Hence, the difficulty of defining the concepts of “public” and “private”, “public space” and “private space”, and, as a result, “privatization of public space” turns out to be not only a problem of law but also one of language. Understanding what “privatization of a normally public space” means from the legal point of view needs formulating hypotheses about what “normally” means from a semantic point of view. This need is evident if one considers the following classic legal statement about the importance of free speech in public streets. Such statement seeks to regulate legal controversies such as Marsh v. Alabama, concerning the right of a Jehovah’s Witness to distribute religious leaflets in Chickasaw, Alabama — a company town in which every street was owned by a private corporation:

Wherever the title of streets and parks may rest, they have immemorially been held in trust for the use of the public and, time out of mind, have been used for purposes of assembly, communicating thought between citizens, and discussing public questions. Such use of the streets and public places has, from ancient times, been a part of the privileges, immunities, rights, and liberties of citizens. (Hague v. CIO, 307 U.S. 496, 515 (1939))

The argument of this legal statement can be resumed as follows: although the streets of a town are owned by private subjects, the cultural history of USA streets is such that they must be considered as a normally public space. Therefore, freedom of speech cannot be restricted in corporate-owned streets as if they were a private space, but must be regulated as if they were a public space. More generally, this and other legal statements basically indicate that the economic and the cultural definitions of what is public and what is private do not always coincide, and the fact that a space is economically defined as the property of a private does not always imply that such space is normally private. This discrepancy is evident whenever contradictions between the economic and the cultural definitions of space arise. Behaviors that might be illegitimate or even illegal in a certain space, when its economic definition is considered, might be legal or even legitimate if its cultural definition is taken into account. Thus, the task of legal scholars is to recompose such contradictions by considering both the economic and the cultural definitions of space. Obviously, the final equilibrium between cultural traditions and economic trends also depends on political assumptions about what kind of interplay between economic and cultural forces should articulate space in a society.

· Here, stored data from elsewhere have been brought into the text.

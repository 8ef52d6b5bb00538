use super::query_parser::ParsedQuery;
use hickory_proto::op::{Edns, Message, Metadata, ResponseCode};
use hickory_proto::rr::rdata::{A, AAAA, CNAME, MX, NS, PTR, TXT};
use hickory_proto::rr::{Name, RData, Record};
use hickory_proto::serialize::binary::{BinEncodable, BinEncoder};
use scriptdns_domain::{DnsRecord, DomainError, DomainName, RecordData};

const TXT_CHUNK: usize = 255;

pub const UDP_BASE_PAYLOAD: usize = 512;
pub const TCP_MAX_MESSAGE: usize = 65535;

/// Options shared by every response built for one query.
#[derive(Debug, Clone, Copy)]
pub struct EncodeOptions {
    pub rcode: ResponseCode,
    pub authoritative: bool,
    /// Largest message the transport may carry.
    pub max_size: usize,
    /// Payload size we advertise back in our OPT record.
    pub udp_max_payload: u16,
}

/// Builds a full response to `query`.
///
/// The question is echoed as received, answers owned by the QNAME reuse its
/// spelling so the encoder compresses them to a pointer, and an OPT record is
/// added when the client sent one. Answers that do not fit in `max_size` are
/// dropped from the end and the TC bit is set.
pub fn encode_response(
    query: &ParsedQuery,
    records: &[DnsRecord],
    options: EncodeOptions,
) -> Result<Vec<u8>, DomainError> {
    let question = query.question();

    let mut message = Message::response(query.id(), query.message.metadata.op_code);
    message.metadata = Metadata::response_from_request(&query.message.metadata);
    message.metadata.authoritative = options.authoritative;
    message.metadata.response_code = options.rcode;
    message.add_query(question.clone());

    let qname = query.domain_name().ok();
    for record in records {
        let owner = if qname.as_ref() == Some(&record.owner) {
            question.name().clone()
        } else {
            to_name(&record.owner)?
        };
        message.add_answer(Record::from_rdata(owner, record.ttl, to_rdata(&record.data)?));
    }

    if query.edns().is_some() {
        let mut edns = Edns::new();
        edns.set_max_payload(options.udp_max_payload);
        message.set_edns(edns);
    }

    let mut bytes = serialize(&message)?;
    while bytes.len() > options.max_size && message.answers.pop().is_some() {
        message.metadata.truncation = true;
        bytes = serialize(&message)?;
    }
    Ok(bytes)
}

/// Builds an error response that carries only the header, for messages whose
/// question could not be used.
pub fn encode_header_only(request: &Metadata, rcode: ResponseCode) -> Result<Vec<u8>, DomainError> {
    let mut message = Message::response(request.id, request.op_code);
    message.metadata = Metadata::response_from_request(request);
    message.metadata.response_code = rcode;
    serialize(&message)
}

fn serialize(message: &Message) -> Result<Vec<u8>, DomainError> {
    let mut buf = Vec::with_capacity(UDP_BASE_PAYLOAD);
    let mut encoder = BinEncoder::new(&mut buf);
    message
        .emit(&mut encoder)
        .map_err(|e| DomainError::MalformedPacket(format!("cannot encode response: {}", e)))?;
    Ok(buf)
}

fn to_name(name: &DomainName) -> Result<Name, DomainError> {
    let mut wire = Name::from_ascii(name.as_str())
        .map_err(|e| DomainError::InvalidDomainName(format!("{}: {}", name, e)))?;
    wire.set_fqdn(true);
    Ok(wire)
}

fn to_rdata(data: &RecordData) -> Result<RData, DomainError> {
    Ok(match data {
        RecordData::A(ip) => RData::A(A(*ip)),
        RecordData::AAAA(ip) => RData::AAAA(AAAA(*ip)),
        RecordData::CNAME(target) => RData::CNAME(CNAME(to_name(target)?)),
        RecordData::NS(target) => RData::NS(NS(to_name(target)?)),
        RecordData::PTR(target) => RData::PTR(PTR(to_name(target)?)),
        RecordData::MX {
            preference,
            exchange,
        } => RData::MX(MX::new(*preference, to_name(exchange)?)),
        RecordData::TXT(text) => RData::TXT(txt(text)),
    })
}

/// One character-string per 255 bytes; empty text is a single empty string.
fn txt(text: &str) -> TXT {
    let bytes = text.as_bytes();
    if bytes.is_empty() {
        return TXT::from_bytes(vec![&[][..]]);
    }
    TXT::from_bytes(bytes.chunks(TXT_CHUNK).collect())
}
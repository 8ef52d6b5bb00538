use scriptdns_domain::{CliOverrides, Config};
use tracing::info;

pub fn load_config(config_path: Option<&str>, cli_overrides: CliOverrides) -> anyhow::Result<Config> {
    let config = Config::load(config_path, cli_overrides)?;
    config.validate()?;

    info!(
        config_file = config_path.unwrap_or("default"),
        dns_port = config.server.dns_port,
        bind = %config.server.bind_address,
        zones = config.zones.len(),
        "Configuration loaded"
    );

    Ok(config)
}

/// Path re-read on SIGHUP: the one given on the command line, else the first
/// default location that exists.
pub fn reload_path(config_path: Option<&str>) -> Option<String> {
    config_path.map(str::to_string).or_else(Config::get_config_path)
}
pub mod config;
pub mod logging;

pub use config::load_config;
pub use logging::init_logging;
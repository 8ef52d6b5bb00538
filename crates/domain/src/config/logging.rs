use serde::{Deserialize, Serialize};

#[derive(Debug, Clone, Copy, Deserialize, Serialize, PartialEq, Eq, Default)]
#[serde(rename_all = "lowercase")]
pub enum LogFormat {
    #[default]
    Pretty,

    Json,
}

#[derive(Debug, Clone, Deserialize, Serialize)]
pub struct LoggingConfig {
    #[serde(default = "default_log_level")]
    pub level: String,

    #[serde(default)]
    pub format: LogFormat,
}

impl Default for LoggingConfig {
    fn default() -> Self {
        Self {
            level: default_log_level(),
            format: LogFormat::default(),
        }
    }
}

fn default_log_level() -> String {
    "info".to_string()
}
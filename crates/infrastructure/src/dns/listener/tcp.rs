use crate::dns::response_encoder::TCP_MAX_MESSAGE;
use crate::dns::worker_pool::{JobQueue, QueryJob, ReplyTo};
use bytes::{Bytes, BytesMut};
use scriptdns_domain::Transport;
use std::net::SocketAddr;
use std::time::Duration;
use tokio::io::{AsyncReadExt, AsyncWriteExt};
use tokio::net::{TcpListener, TcpStream};
use tokio::sync::oneshot;
use tokio::task::JoinSet;
use tokio::time::Instant;
use tokio_util::codec::{Decoder, Encoder, LengthDelimitedCodec};
use tokio_util::sync::CancellationToken;
use tracing::{debug, warn};

/// A DNS header is 12 bytes; shorter frames cannot be queries.
const MIN_FRAME_LEN: usize = 12;

/// RFC 1035 §4.2.2 framing: a two-byte big-endian length before each message.
fn dns_frame_codec() -> LengthDelimitedCodec {
    LengthDelimitedCodec::builder()
        .length_field_length(2)
        .max_frame_length(TCP_MAX_MESSAGE)
        .new_codec()
}

/// Accepts connections until shutdown and hands back the ones still open.
pub async fn serve(
    listener: TcpListener,
    queue: JobQueue,
    shutdown: CancellationToken,
    idle_timeout: Duration,
) -> JoinSet<()> {
    let mut connections = JoinSet::new();

    loop {
        tokio::select! {
            _ = shutdown.cancelled() => break,
            accepted = listener.accept() => match accepted {
                Ok((stream, client)) => {
                    connections.spawn(handle_connection(
                        stream,
                        client,
                        queue.clone(),
                        shutdown.clone(),
                        idle_timeout,
                    ));
                }
                Err(e) => warn!(error = %e, "TCP accept failed"),
            },
            Some(_) = connections.join_next(), if !connections.is_empty() => {}
        }
    }

    debug!(open = connections.len(), "TCP listener stopped");
    connections
}

/// Lets open connections finish the frame they are working on, closing
/// whatever is still busy at `deadline`.
pub async fn drain(mut connections: JoinSet<()>, deadline: Instant) {
    let finished = tokio::time::timeout_at(deadline, async {
        while connections.join_next().await.is_some() {}
    })
    .await;
    if finished.is_err() {
        warn!(remaining = connections.len(), "Closing TCP connections still busy at drain deadline");
        connections.abort_all();
        while connections.join_next().await.is_some() {}
    }
}

/// Serves length-prefixed queries on one connection, one at a time.
///
/// The connection is closed on EOF, idle timeout, shutdown between frames,
/// or a frame that does not parse as a query.
async fn handle_connection(
    mut stream: TcpStream,
    client: SocketAddr,
    queue: JobQueue,
    shutdown: CancellationToken,
    idle_timeout: Duration,
) {
    let _ = stream.set_nodelay(true);
    let mut codec = dns_frame_codec();
    let mut inbound = BytesMut::with_capacity(512);

    loop {
        let Some(payload) =
            read_frame(&mut stream, &mut codec, &mut inbound, client, &shutdown, idle_timeout).await
        else {
            break;
        };

        if payload.len() < MIN_FRAME_LEN {
            debug!(client = %client, len = payload.len(), "TCP frame too short, closing");
            break;
        }

        let (reply, response) = oneshot::channel();
        let job = QueryJob {
            payload: payload.to_vec(),
            client,
            transport: Transport::Tcp,
            reply: ReplyTo::Tcp(reply),
        };
        if queue.submit(job).await.is_err() {
            break;
        }

        let Ok(Some(response)) = response.await else {
            debug!(client = %client, "Malformed TCP query, closing");
            break;
        };

        let mut outbound = BytesMut::with_capacity(response.len() + 2);
        if let Err(e) = codec.encode(Bytes::from(response), &mut outbound) {
            debug!(client = %client, error = %e, "Cannot frame TCP response, closing");
            break;
        }
        if stream.write_all(&outbound).await.is_err() {
            break;
        }
    }
}

/// Reads until one whole frame is buffered. Shutdown is only honoured while
/// no part of the next frame has arrived.
async fn read_frame(
    stream: &mut TcpStream,
    codec: &mut LengthDelimitedCodec,
    inbound: &mut BytesMut,
    client: SocketAddr,
    shutdown: &CancellationToken,
    idle_timeout: Duration,
) -> Option<BytesMut> {
    let mut received = false;
    loop {
        match codec.decode(inbound) {
            Ok(Some(frame)) => return Some(frame),
            Ok(None) => {}
            Err(e) => {
                debug!(client = %client, error = %e, "Bad TCP frame, closing");
                return None;
            }
        }

        let between_frames = !received && inbound.is_empty();
        let read = tokio::select! {
            _ = shutdown.cancelled(), if between_frames => return None,
            read = tokio::time::timeout(idle_timeout, stream.read_buf(inbound)) => read,
        };
        match read {
            Ok(Ok(0)) | Ok(Err(_)) => return None,
            Ok(Ok(_)) => received = true,
            Err(_) => {
                debug!(client = %client, "TCP connection idle, closing");
                return None;
            }
        }
    }
}
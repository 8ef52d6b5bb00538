use super::api::{ScriptRequest, ScriptResponse};
use super::engine::Deadline;
use rhai::{CallFnOptions, Dynamic, Engine, EvalAltResult, Map, Scope, AST};
use scriptdns_application::ports::ScriptHandler;
use scriptdns_domain::{DnsRequest, DomainError, ResponseDraft, ScriptConfig};
use std::time::Duration;

pub const INIT_FN: &str = "init";
pub const ON_REQUEST_FN: &str = "onRequest";

/// One compiled script with its own engine and Handler State.
///
/// The Handler State is a Rhai object map bound as `this` for every call, so
/// scripts keep data between queries with `this.field = value`.
pub struct RhaiScriptHandler {
    script: String,
    engine: Engine,
    ast: AST,
    scope: Scope<'static>,
    state: Dynamic,
    deadline: Deadline,
}

impl RhaiScriptHandler {
    pub(super) fn new(script: String, engine: Engine, ast: AST, deadline: Deadline) -> Self {
        Self {
            script,
            engine,
            ast,
            scope: Scope::new(),
            state: Dynamic::from_map(Map::new()),
            deadline,
        }
    }

    fn has_function(&self, name: &str, arity: usize) -> bool {
        self.ast
            .iter_functions()
            .any(|f| f.name == name && f.params.len() == arity)
    }

    fn call(&mut self, name: &str, args: impl rhai::FuncArgs) -> Result<(), Box<EvalAltResult>> {
        let options = CallFnOptions::new()
            .eval_ast(false)
            .rewind_scope(true)
            .bind_this_ptr(&mut self.state);
        self.engine
            .call_fn_with_options::<Dynamic>(options, &mut self.scope, &self.ast, name, args)
            .map(|_| ())
    }

    fn map_error(&self, error: Box<EvalAltResult>) -> DomainError {
        match innermost(&error) {
            EvalAltResult::ErrorTerminated(..) | EvalAltResult::ErrorTooManyOperations(..) => {
                DomainError::ScriptTimeout {
                    script: self.script.clone(),
                }
            }
            _ => DomainError::ScriptExecution {
                script: self.script.clone(),
                reason: error.to_string(),
            },
        }
    }
}

fn innermost(error: &EvalAltResult) -> &EvalAltResult {
    match error {
        EvalAltResult::ErrorInFunctionCall(_, _, inner, _) => innermost(inner),
        other => other,
    }
}

impl ScriptHandler for RhaiScriptHandler {
    fn init(&mut self, config: &ScriptConfig, budget: Duration) -> Result<(), DomainError> {
        let config = rhai::serde::to_dynamic(config).map_err(|e| DomainError::ScriptLoad {
            script: self.script.clone(),
            reason: format!("config is not representable in the script: {}", e),
        })?;

        self.state = Dynamic::from_map(Map::new());
        self.scope.clear();

        let deadline = self.deadline.clone();
        let _armed = deadline.arm(budget);

        self.engine
            .run_ast_with_scope(&mut self.scope, &self.ast)
            .map_err(|e| self.map_error(e))?;

        if self.has_function(INIT_FN, 1) {
            self.call(INIT_FN, (config,)).map_err(|e| self.map_error(e))?;
        }
        Ok(())
    }

    fn on_request(
        &mut self,
        request: &DnsRequest,
        response: &mut ResponseDraft,
        budget: Duration,
    ) -> Result<(), DomainError> {
        let script_request = ScriptRequest::from(request);
        let script_response = ScriptResponse::new(response.clone());

        let deadline = self.deadline.clone();
        let _armed = deadline.arm(budget);

        self.call(ON_REQUEST_FN, (script_request, script_response.clone()))
            .map_err(|e| self.map_error(e))?;

        *response = script_response.into_draft();
        Ok(())
    }
}
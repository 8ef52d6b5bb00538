use socket2::{Domain, Protocol, Socket, Type};
use std::io;
use std::net::SocketAddr;
use tokio::net::{TcpListener, UdpSocket};

const UDP_BUFFER_SIZE: usize = 512 * 1024;
const TCP_BACKLOG: i32 = 1024;

fn domain_for(addr: SocketAddr) -> Domain {
    if addr.is_ipv4() {
        Domain::IPV4
    } else {
        Domain::IPV6
    }
}

pub fn create_udp_socket(addr: SocketAddr) -> io::Result<UdpSocket> {
    let socket = Socket::new(domain_for(addr), Type::DGRAM, Some(Protocol::UDP))?;
    if addr.is_ipv6() {
        socket.set_only_v6(false)?;
    }
    socket.set_reuse_address(true)?;
    socket.set_recv_buffer_size(UDP_BUFFER_SIZE)?;
    socket.set_send_buffer_size(UDP_BUFFER_SIZE)?;
    socket.bind(&addr.into())?;
    socket.set_nonblocking(true)?;
    UdpSocket::from_std(socket.into())
}

pub fn create_tcp_listener(addr: SocketAddr) -> io::Result<TcpListener> {
    let socket = Socket::new(domain_for(addr), Type::STREAM, Some(Protocol::TCP))?;
    if addr.is_ipv6() {
        socket.set_only_v6(false)?;
    }
    socket.set_reuse_address(true)?;
    socket.bind(&addr.into())?;
    socket.listen(TCP_BACKLOG)?;
    socket.set_nonblocking(true)?;
    TcpListener::from_std(socket.into())
}
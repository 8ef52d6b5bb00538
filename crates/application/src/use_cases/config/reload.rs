use crate::ports::ScriptLoader;
use crate::services::ZoneRouter;
use scriptdns_domain::{DomainError, ZoneConfig, ZoneName};
use std::sync::Arc;
use tracing::{info, warn};

/// Outcome of one reload pass.
#[derive(Debug, Default, Clone, PartialEq, Eq)]
pub struct ReloadSummary {
    pub reloaded: usize,
    pub failed: usize,
    pub ignored: usize,
}

/// Re-reads every configured zone's script and swaps it in.
///
/// The set of zones is fixed at startup. Zones that appear in or vanish from
/// the new configuration are reported and otherwise left alone.
pub struct ReloadZonesUseCase {
    router: Arc<ZoneRouter>,
    loader: Arc<dyn ScriptLoader>,
}

impl ReloadZonesUseCase {
    pub fn new(router: Arc<ZoneRouter>, loader: Arc<dyn ScriptLoader>) -> Self {
        Self { router, loader }
    }

    pub async fn execute(&self, zones: &[ZoneConfig]) -> Result<ReloadSummary, DomainError> {
        let mut summary = ReloadSummary::default();
        let mut seen = Vec::with_capacity(zones.len());

        for zone in zones {
            let name = ZoneName::parse(&zone.name)?;

            let Some(host) = self.router.get(&name) else {
                warn!(zone = %name, "New zone ignored until restart");
                summary.ignored += 1;
                continue;
            };
            seen.push(name);

            match host.load(self.loader.as_ref(), zone).await {
                Ok(()) => summary.reloaded += 1,
                Err(_) => summary.failed += 1,
            }
        }

        for host in self.router.hosts() {
            if !seen.contains(host.zone()) {
                warn!(zone = %host.zone(), "Zone missing from configuration keeps its current script until restart");
            }
        }

        info!(
            reloaded = summary.reloaded,
            failed = summary.failed,
            ignored = summary.ignored,
            "Zones reloaded"
        );

        Ok(summary)
    }
}
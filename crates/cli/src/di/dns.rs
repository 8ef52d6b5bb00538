use super::Zones;
use scriptdns_application::use_cases::HandleDnsQueryUseCase;
use scriptdns_domain::Config;
use scriptdns_infrastructure::dns::{DnsServerHandler, ServerOptions};
use std::sync::Arc;
use tracing::info;

pub struct DnsServices {
    pub handler: DnsServerHandler,
    pub options: ServerOptions,
}

impl DnsServices {
    pub fn new(config: &Config, zones: &Zones) -> Self {
        let use_case = Arc::new(HandleDnsQueryUseCase::new(
            Arc::clone(&zones.router),
            config.server.query_timeout(),
        ));

        info!(
            query_timeout_ms = config.server.query_timeout_ms,
            script_budget_ms = config.scripting.execution_timeout_ms,
            udp_max_payload = config.server.udp_max_payload,
            "DNS services initialized"
        );

        Self {
            handler: DnsServerHandler::new(use_case, config.server.udp_max_payload),
            options: ServerOptions::from(&config.server),
        }
    }
}
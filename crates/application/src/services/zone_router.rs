use super::script_host::ScriptHost;
use compact_str::CompactString;
use rustc_hash::FxBuildHasher;
use scriptdns_domain::{DomainName, ZoneName};
use smallvec::SmallVec;
use std::collections::HashMap;
use std::sync::Arc;

#[derive(Default)]
struct TrieNode {
    children: HashMap<CompactString, TrieNode, FxBuildHasher>,
    host: Option<usize>,
}

/// Maps query names to the script host of the longest matching zone.
///
/// Zones are stored in a trie keyed by labels in reverse order, so a lookup
/// walks from the TLD towards the leftmost label and remembers the deepest
/// node that owns a zone. Matching is on whole labels: `badexample.com` never
/// matches the zone `example.com`.
pub struct ZoneRouter {
    root: TrieNode,
    hosts: Vec<Arc<ScriptHost>>,
}

impl ZoneRouter {
    pub fn new(hosts: Vec<Arc<ScriptHost>>) -> Self {
        let mut root = TrieNode::default();

        for (index, host) in hosts.iter().enumerate() {
            let mut node = &mut root;
            if let ZoneName::Suffix(zone) = host.zone() {
                for label in zone.labels().rev() {
                    node = node.children.entry(CompactString::new(label)).or_default();
                }
            }
            node.host = Some(index);
        }

        Self { root, hosts }
    }

    #[inline]
    pub fn route(&self, domain: &DomainName) -> Option<&Arc<ScriptHost>> {
        let labels: SmallVec<[&str; 8]> = domain.labels().rev().collect();
        let mut node = &self.root;
        let mut best = node.host;

        for label in &labels {
            match node.children.get(*label) {
                Some(child) => {
                    if child.host.is_some() {
                        best = child.host;
                    }
                    node = child;
                }
                None => break,
            }
        }

        best.and_then(|index| self.hosts.get(index))
    }

    pub fn get(&self, zone: &ZoneName) -> Option<&Arc<ScriptHost>> {
        self.hosts.iter().find(|host| host.zone() == zone)
    }

    pub fn hosts(&self) -> &[Arc<ScriptHost>] {
        &self.hosts
    }

    pub fn is_empty(&self) -> bool {
        self.hosts.is_empty()
    }
}
use super::server::DnsServerHandler;
use scriptdns_domain::Transport;
use std::net::SocketAddr;
use std::sync::Arc;
use tokio::net::UdpSocket;
use tokio::sync::{mpsc, oneshot, Mutex};
use tokio::task::JoinSet;
use tokio::time::Instant;
use tracing::{debug, info, warn};

/// Where a worker sends the bytes it produced.
pub enum ReplyTo {
    Udp(Arc<UdpSocket>),
    /// The connection task writes the frame; `None` closes the connection.
    Tcp(oneshot::Sender<Option<Vec<u8>>>),
}

pub struct QueryJob {
    pub payload: Vec<u8>,
    pub client: SocketAddr,
    pub transport: Transport,
    pub reply: ReplyTo,
}

/// Producer side of the bounded job queue, cloned into every listener.
#[derive(Clone)]
pub struct JobQueue {
    sender: mpsc::Sender<QueryJob>,
}

impl JobQueue {
    /// Enqueues without waiting; the job is handed back when the queue is full.
    pub fn try_submit(&self, job: QueryJob) -> Result<(), QueryJob> {
        self.sender.try_send(job).map_err(|e| match e {
            mpsc::error::TrySendError::Full(job) | mpsc::error::TrySendError::Closed(job) => job,
        })
    }

    /// Waits for room in the queue. Fails only once the pool is gone.
    pub async fn submit(&self, job: QueryJob) -> Result<(), QueryJob> {
        self.sender.send(job).await.map_err(|e| e.0)
    }
}

/// A fixed number of tasks pulling queries from one bounded queue.
pub struct WorkerPool {
    workers: JoinSet<()>,
}

impl WorkerPool {
    pub fn start(handler: Arc<DnsServerHandler>, workers: usize, queue_depth: usize) -> (Self, JobQueue) {
        let (sender, receiver) = mpsc::channel(queue_depth.max(1));
        let receiver = Arc::new(Mutex::new(receiver));
        let mut set = JoinSet::new();

        for worker_id in 0..workers.max(1) {
            let receiver = Arc::clone(&receiver);
            let handler = Arc::clone(&handler);
            set.spawn(async move {
                run_worker(worker_id, receiver, handler).await;
            });
        }

        info!(workers, queue_depth, "Worker pool started");
        (Self { workers: set }, JobQueue { sender })
    }

    /// Waits for the workers to empty the queue and exit, which happens once
    /// every `JobQueue` clone has been dropped. Workers still busy at the
    /// deadline are aborted.
    pub async fn drain(mut self, deadline: Instant) {
        let drained = tokio::time::timeout_at(deadline, async {
            while self.workers.join_next().await.is_some() {}
        })
        .await;

        if drained.is_err() {
            warn!(remaining = self.workers.len(), "Drain deadline reached, aborting workers");
            self.workers.abort_all();
            while self.workers.join_next().await.is_some() {}
        } else {
            info!("Worker pool drained");
        }
    }
}

async fn run_worker(
    worker_id: usize,
    receiver: Arc<Mutex<mpsc::Receiver<QueryJob>>>,
    handler: Arc<DnsServerHandler>,
) {
    loop {
        let job = {
            let mut receiver = receiver.lock().await;
            receiver.recv().await
        };
        let Some(job) = job else {
            break;
        };

        let response = handler
            .handle_raw(&job.payload, job.client, job.transport)
            .await;

        match job.reply {
            ReplyTo::Udp(socket) => {
                if let Some(bytes) = response {
                    if let Err(e) = socket.send_to(&bytes, job.client).await {
                        debug!(worker = worker_id, client = %job.client, error = %e, "UDP send failed");
                    }
                }
            }
            ReplyTo::Tcp(reply) => {
                let _ = reply.send(response);
            }
        }
    }

    debug!(worker = worker_id, "Worker stopped");
}
mod handle_dns_query;

pub use handle_dns_query::HandleDnsQueryUseCase;
use crate::dns_record::{DnsRecord, RecordData};
use crate::domain_name::DomainName;
use crate::errors::DomainError;
use smallvec::SmallVec;
use std::net::{Ipv4Addr, Ipv6Addr};

/// Upper bound for TTLs (RFC 2181 §8).
pub const MAX_TTL: i64 = i32::MAX as i64;

pub const MAX_TXT_LEN: usize = 4096;

/// Records accumulated for one query before encoding.
///
/// The TTL is a property of the whole draft: `set_ttl` applies to every record
/// already added and to every record added afterwards.
#[derive(Debug, Clone, PartialEq, Eq)]
pub struct ResponseDraft {
    answers: SmallVec<[RecordData; 4]>,
    ttl: u32,
}

impl ResponseDraft {
    pub fn new(default_ttl: u32) -> Self {
        Self {
            answers: SmallVec::new(),
            ttl: default_ttl,
        }
    }

    pub fn add_cname(&mut self, target: &str) -> Result<(), DomainError> {
        let target = DomainName::parse(target)?;
        self.answers.push(RecordData::CNAME(target));
        Ok(())
    }

    pub fn add_a(&mut self, ip: &str) -> Result<(), DomainError> {
        let addr: Ipv4Addr = ip
            .trim()
            .parse()
            .map_err(|_| DomainError::InvalidIpAddress(format!("'{}' is not an IPv4 address", ip)))?;
        self.answers.push(RecordData::A(addr));
        Ok(())
    }

    pub fn add_aaaa(&mut self, ip: &str) -> Result<(), DomainError> {
        let addr: Ipv6Addr = ip
            .trim()
            .parse()
            .map_err(|_| DomainError::InvalidIpAddress(format!("'{}' is not an IPv6 address", ip)))?;
        self.answers.push(RecordData::AAAA(addr));
        Ok(())
    }

    pub fn add_ns(&mut self, target: &str) -> Result<(), DomainError> {
        let target = DomainName::parse(target)?;
        self.answers.push(RecordData::NS(target));
        Ok(())
    }

    pub fn add_ptr(&mut self, target: &str) -> Result<(), DomainError> {
        let target = DomainName::parse(target)?;
        self.answers.push(RecordData::PTR(target));
        Ok(())
    }

    pub fn add_mx(&mut self, preference: i64, exchange: &str) -> Result<(), DomainError> {
        let preference = u16::try_from(preference).map_err(|_| {
            DomainError::InvalidRecordData(format!(
                "MX preference {} is outside 0..=65535",
                preference
            ))
        })?;
        let exchange = DomainName::parse(exchange)?;
        self.answers.push(RecordData::MX {
            preference,
            exchange,
        });
        Ok(())
    }

    pub fn add_txt(&mut self, text: &str) -> Result<(), DomainError> {
        if text.len() > MAX_TXT_LEN {
            return Err(DomainError::InvalidRecordData(format!(
                "TXT data exceeds {} bytes ({} given)",
                MAX_TXT_LEN,
                text.len()
            )));
        }
        self.answers.push(RecordData::TXT(text.to_string()));
        Ok(())
    }

    pub fn set_ttl(&mut self, seconds: i64) -> Result<(), DomainError> {
        if !(0..=MAX_TTL).contains(&seconds) {
            return Err(DomainError::InvalidTtl(seconds));
        }
        self.ttl = seconds as u32;
        Ok(())
    }

    pub fn ttl(&self) -> u32 {
        self.ttl
    }

    pub fn answers(&self) -> &[RecordData] {
        &self.answers
    }

    pub fn is_empty(&self) -> bool {
        self.answers.is_empty()
    }

    pub fn len(&self) -> usize {
        self.answers.len()
    }

    /// Materializes the draft as records owned by `owner`.
    pub fn records(&self, owner: &DomainName) -> Vec<DnsRecord> {
        self.answers
            .iter()
            .map(|data| DnsRecord::new(owner.clone(), self.ttl, data.clone()))
            .collect()
    }
}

3.3. The task of cultural semiotics.

However, understanding the cultural definition of a certain space in a particular period and context is not the task of legal scholars, although such understanding is fundamental for the formulation of their judgments. It is rather the task of a cultural semiotics of space: a systematic study of the way in which different cultures in different historical periods elaborate different typologies of spaces and give them different semantic connotations, for instance a “public” connotation as more or less rigidly opposed to a “private” connotation. Such systematic study must be not only synchronic but also diachronic. It must describe, for instance, the way in which old local cultural definitions of public space interact with new global economic definitions of private space.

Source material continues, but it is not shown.